The problem:
Retype each line below precisely.

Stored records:

┌──

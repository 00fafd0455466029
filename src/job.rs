use crate::browser::BrowserHandle;
use crate::models::JobState;
use chrono::{DateTime, Utc};
use log::info;
use std::sync::atomic::{AtomicBool, Ordering};
use std::sync::{Arc, Mutex, PoisonError};
use uuid::Uuid;

/// Cooperative cancellation flag shared between a running job and the
/// service. Checked at page and image boundaries.
#[derive(Debug, Clone, Default)]
pub struct CancellationToken(Arc<AtomicBool>);

impl CancellationToken {
    pub fn new() -> Self {
        Self::default()
    }

    pub fn request(&self) {
        self.0.store(true, Ordering::SeqCst);
    }

    pub fn is_requested(&self) -> bool {
        self.0.load(Ordering::SeqCst)
    }
}

/// Destination for human-readable progress lines. The service feeds these to
/// the client's log stream; the CLI prints them.
pub trait ProgressSink: Send + Sync {
    fn log(&self, line: &str);
}

/// Prints progress to stdout. Used by the CLI subcommands.
pub struct ConsoleSink;

impl ProgressSink for ConsoleSink {
    fn log(&self, line: &str) {
        println!("{}", line);
    }
}

/// Discards progress. Useful in tests.
pub struct NullSink;

impl ProgressSink for NullSink {
    fn log(&self, _line: &str) {}
}

/// Snapshot of the job occupying the singleton slot.
#[derive(Debug, Clone)]
pub struct JobInfo {
    pub id: Uuid,
    pub client: String,
    pub summary: String,
    pub state: JobState,
    pub started_at: DateTime<Utc>,
}

struct ActiveJob {
    info: JobInfo,
    cancel: CancellationToken,
    browser: BrowserHandle,
}

/// What `/stop` found.
pub enum StopOutcome {
    /// A job was active; cancellation is requested and the returned handle
    /// should be drained to tear the browser down immediately.
    Stopping { browser: BrowserHandle },
    NoActiveJob,
}

/// Process-wide single-job slot. At most one download job runs at a time,
/// regardless of which client asked.
#[derive(Default)]
pub struct JobController {
    slot: Mutex<Option<ActiveJob>>,
}

impl JobController {
    pub fn new() -> Self {
        Self::default()
    }

    /// Claim the slot. Fails with `JobActive` when occupied. The returned
    /// ticket releases the slot on drop, so the slot is freed even when the
    /// job path panics or errors early.
    pub fn try_start(
        self: &Arc<Self>,
        client: &str,
        summary: impl Into<String>,
        cancel: CancellationToken,
        browser: BrowserHandle,
    ) -> Result<JobTicket, crate::error::EngineError> {
        let mut slot = self.slot.lock().unwrap_or_else(PoisonError::into_inner);
        if slot.is_some() {
            return Err(crate::error::EngineError::JobActive);
        }
        let info = JobInfo {
            id: Uuid::new_v4(),
            client: client.to_string(),
            summary: summary.into(),
            state: JobState::Running,
            started_at: Utc::now(),
        };
        info!("Job {} started for client {}: {}", info.id, info.client, info.summary);
        let id = info.id;
        *slot = Some(ActiveJob {
            info,
            cancel: cancel.clone(),
            browser,
        });
        Ok(JobTicket {
            controller: Arc::clone(self),
            id,
            cancel,
        })
    }

    /// Request cancellation of the active job, if any.
    pub fn stop(&self) -> StopOutcome {
        let mut slot = self.slot.lock().unwrap_or_else(PoisonError::into_inner);
        match slot.as_mut() {
            Some(job) => {
                job.info.state = JobState::Cancelling;
                job.cancel.request();
                info!("Job {} cancellation requested", job.info.id);
                StopOutcome::Stopping {
                    browser: Arc::clone(&job.browser),
                }
            }
            None => StopOutcome::NoActiveJob,
        }
    }

    pub fn status(&self) -> Option<JobInfo> {
        self.slot
            .lock()
            .unwrap_or_else(PoisonError::into_inner)
            .as_ref()
            .map(|job| job.info.clone())
    }

    fn release(&self, id: Uuid) {
        let mut slot = self.slot.lock().unwrap_or_else(PoisonError::into_inner);
        if slot.as_ref().map(|job| job.info.id) == Some(id) {
            *slot = None;
        }
    }
}

/// Exclusive claim on the job slot.
pub struct JobTicket {
    controller: Arc<JobController>,
    id: Uuid,
    cancel: CancellationToken,
}

impl JobTicket {
    pub fn id(&self) -> Uuid {
        self.id
    }

    pub fn cancel(&self) -> CancellationToken {
        self.cancel.clone()
    }
}

impl Drop for JobTicket {
    fn drop(&mut self) {
        self.controller.release(self.id);
        info!("Job {} released", self.id);
    }
}

#[cfg(test)]
mod tests {
    use super::*;
    use crate::browser::new_browser_handle;
    use crate::error::EngineError;

    fn start(controller: &Arc<JobController>, client: &str) -> Result<JobTicket, EngineError> {
        controller.try_start(client, "idol jihyo pages 1..2", CancellationToken::new(), new_browser_handle())
    }

    #[test]
    fn second_job_is_rejected_while_first_is_active() {
        let controller = Arc::new(JobController::new());
        let ticket = start(&controller, "1-2-3-4").unwrap();
        assert!(matches!(start(&controller, "5-6-7-8"), Err(EngineError::JobActive)));
        drop(ticket);
        assert!(start(&controller, "5-6-7-8").is_ok());
    }

    #[test]
    fn dropping_the_ticket_clears_status() {
        let controller = Arc::new(JobController::new());
        let ticket = start(&controller, "1-2-3-4").unwrap();
        assert!(controller.status().is_some());
        drop(ticket);
        assert!(controller.status().is_none());
    }

    #[test]
    fn stop_requests_cancellation_and_flips_state() {
        let controller = Arc::new(JobController::new());
        let ticket = start(&controller, "1-2-3-4").unwrap();
        let cancel = ticket.cancel();
        assert!(!cancel.is_requested());
        assert!(matches!(controller.stop(), StopOutcome::Stopping { .. }));
        assert!(cancel.is_requested());
        assert_eq!(controller.status().map(|j| j.state), Some(crate::models::JobState::Cancelling));
    }

    #[test]
    fn stop_with_no_job_reports_none() {
        let controller = Arc::new(JobController::new());
        assert!(matches!(controller.stop(), StopOutcome::NoActiveJob));
    }
}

└──

Output below:
repository 00fafd0455466029
filename src/job.rs
use crate::browser::BrowserHandle;
use crate::models::JobState;
use chrono::{DateTime, Utc};
use log::info;
use std::sync::atomic::{AtomicBool, Ordering};
use std::sync::{Arc, Mutex, PoisonError};
use uuid::Uuid;

/// Cooperative cancellation flag shared between a running job and the
/// service. Checked at page and image boundaries.
#[derive(Debug, Clone, Default)]
pub struct CancellationToken(Arc<AtomicBool>);

impl CancellationToken {
    pub fn new() -> Self {
        Self::default()
    }

    pub fn request(&self) {
        self.0.store(true, Ordering::SeqCst);
    }

    pub fn is_requested(&self) -> bool {
        self.0.load(Ordering::SeqCst)
    }
}

/// Destination for human-readable progress lines. The service feeds these to
/// the client's log stream; the CLI prints them.
pub trait ProgressSink: Send + Sync {
    fn log(&self, line: &str);
}

/// Prints progress to stdout. Used by the CLI subcommands.
pub struct ConsoleSink;

impl ProgressSink for ConsoleSink {
    fn log(&self, line: &str) {
        println!("{}", line);
    }
}

/// Discards progress. Useful in tests.
pub struct NullSink;

impl ProgressSink for NullSink {
    fn log(&self, _line: &str) {}
}

/// Snapshot of the job occupying the singleton slot.
#[derive(Debug, Clone)]
pub struct JobInfo {
    pub id: Uuid,
    pub client: String,
    pub summary: String,
    pub state: JobState,
    pub started_at: DateTime<Utc>,
}

struct ActiveJob {
    info: JobInfo,
    cancel: CancellationToken,
    browser: BrowserHandle,
}

/// What `/stop` found.
pub enum StopOutcome {
    /// A job was active; cancellation is requested and the returned handle
    /// should be drained to tear the browser down immediately.
    Stopping { browser: BrowserHandle },
    NoActiveJob,
}

/// Process-wide single-job slot. At most one download job runs at a time,
/// regardless of which client asked.
#[derive(Default)]
pub struct JobController {
    slot: Mutex<Option<ActiveJob>>,
}

impl JobController {
    pub fn new() -> Self {
        Self::default()
    }

    /// Claim the slot. Fails with `JobActive` when occupied. The returned
    /// ticket releases the slot on drop, so the slot is freed even when the
    /// job path panics or errors early.
    pub fn try_start(
        self: &Arc<Self>,
        client: &str,
        summary: impl Into<String>,
        cancel: CancellationToken,
        browser: BrowserHandle,
    ) -> Result<JobTicket, crate::error::EngineError> {
        let mut slot = self.slot.lock().unwrap_or_else(PoisonError::into_inner);
        if slot.is_some() {
            return Err(crate::error::EngineError::JobActive);
        }
        let info = JobInfo {
            id: Uuid::new_v4(),
            client: client.to_string(),
            summary: summary.into(),
            state: JobState::Running,
            started_at: Utc::now(),
        };
        info!("Job {} started for client {}: {}", info.id, info.client, info.summary);
        let id = info.id;
        *slot = Some(ActiveJob {
            info,
            cancel: cancel.clone(),
            browser,
        });
        Ok(JobTicket {
            controller: Arc::clone(self),
            id,
            cancel,
        })
    }

    /// Request cancellation of the active job, if any.
    pub fn stop(&self) -> StopOutcome {
        let mut slot = self.slot.lock().unwrap_or_else(PoisonError::into_inner);
        match slot.as_mut() {
            Some(job) => {
                job.info.state = JobState::Cancelling;
                job.cancel.request();
                info!("Job {} cancellation requested", job.info.id);
                StopOutcome::Stopping {
                    browser: Arc::clone(&job.browser),
                }
            }
            None => StopOutcome::NoActiveJob,
        }
    }

    pub fn status(&self) -> Option<JobInfo> {
        self.slot
            .lock()
            .unwrap_or_else(PoisonError::into_inner)
            .as_ref()
            .map(|job| job.info.clone())
    }

    fn release(&self, id: Uuid) {
        let mut slot = self.slot.lock().unwrap_or_else(PoisonError::into_inner);
        if slot.as_ref().map(|job| job.info.id) == Some(id) {
            *slot = None;
        }
    }
}

/// Exclusive claim on the job slot.
pub struct JobTicket {
    controller: Arc<JobController>,
    id: Uuid,
    cancel: CancellationToken,
}

impl JobTicket {
    pub fn id(&self) -> Uuid {
        self.id
    }

    pub fn cancel(&self) -> CancellationToken {
        self.cancel.clone()
    }
}

impl Drop for JobTicket {
    fn drop(&mut self) {
        self.controller.release(self.id);
        info!("Job {} released", self.id);
    }
}

#[cfg(test)]
mod tests {
    use super::*;
    use crate::browser::new_browser_handle;
    use crate::error::EngineError;

    fn start(controller: &Arc<JobController>, client: &str) -> Result<JobTicket, EngineError> {
        controller.try_start(client, "idol jihyo pages 1..2", CancellationToken::new(), new_browser_handle())
    }

    #[test]
    fn second_job_is_rejected_while_first_is_active() {
        let controller = Arc::new(JobController::new());
        let ticket = start(&controller, "1-2-3-4").unwrap();
        assert!(matches!(start(&controller, "5-6-7-8"), Err(EngineError::JobActive)));
        drop(ticket);
        assert!(start(&controller, "5-6-7-8").is_ok());
    }

    #[test]
    fn dropping_the_ticket_clears_status() {
        let controller = Arc::new(JobController::new());
        let ticket = start(&controller, "1-2-3-4").unwrap();
        assert!(controller.status().is_some());
        drop(ticket);
        assert!(controller.status().is_none());
    }

    #[test]
    fn stop_requests_cancellation_and_flips_state() {
        let controller = Arc::new(JobController::new());
        let ticket = start(&controller, "1-2-3-4").unwrap();
        let cancel = ticket.cancel();
        assert!(!cancel.is_requested());
        assert!(matches!(controller.stop(), StopOutcome::Stopping { .. }));
        assert!(cancel.is_requested());
        assert_eq!(controller.status().map(|j| j.state), Some(crate::models::JobState::Cancelling));
    }

    #[test]
    fn stop_with_no_job_reports_none() {
        let controller = Arc::new(JobController::new());
        assert!(matches!(controller.stop(), StopOutcome::NoActiveJob));
    }
}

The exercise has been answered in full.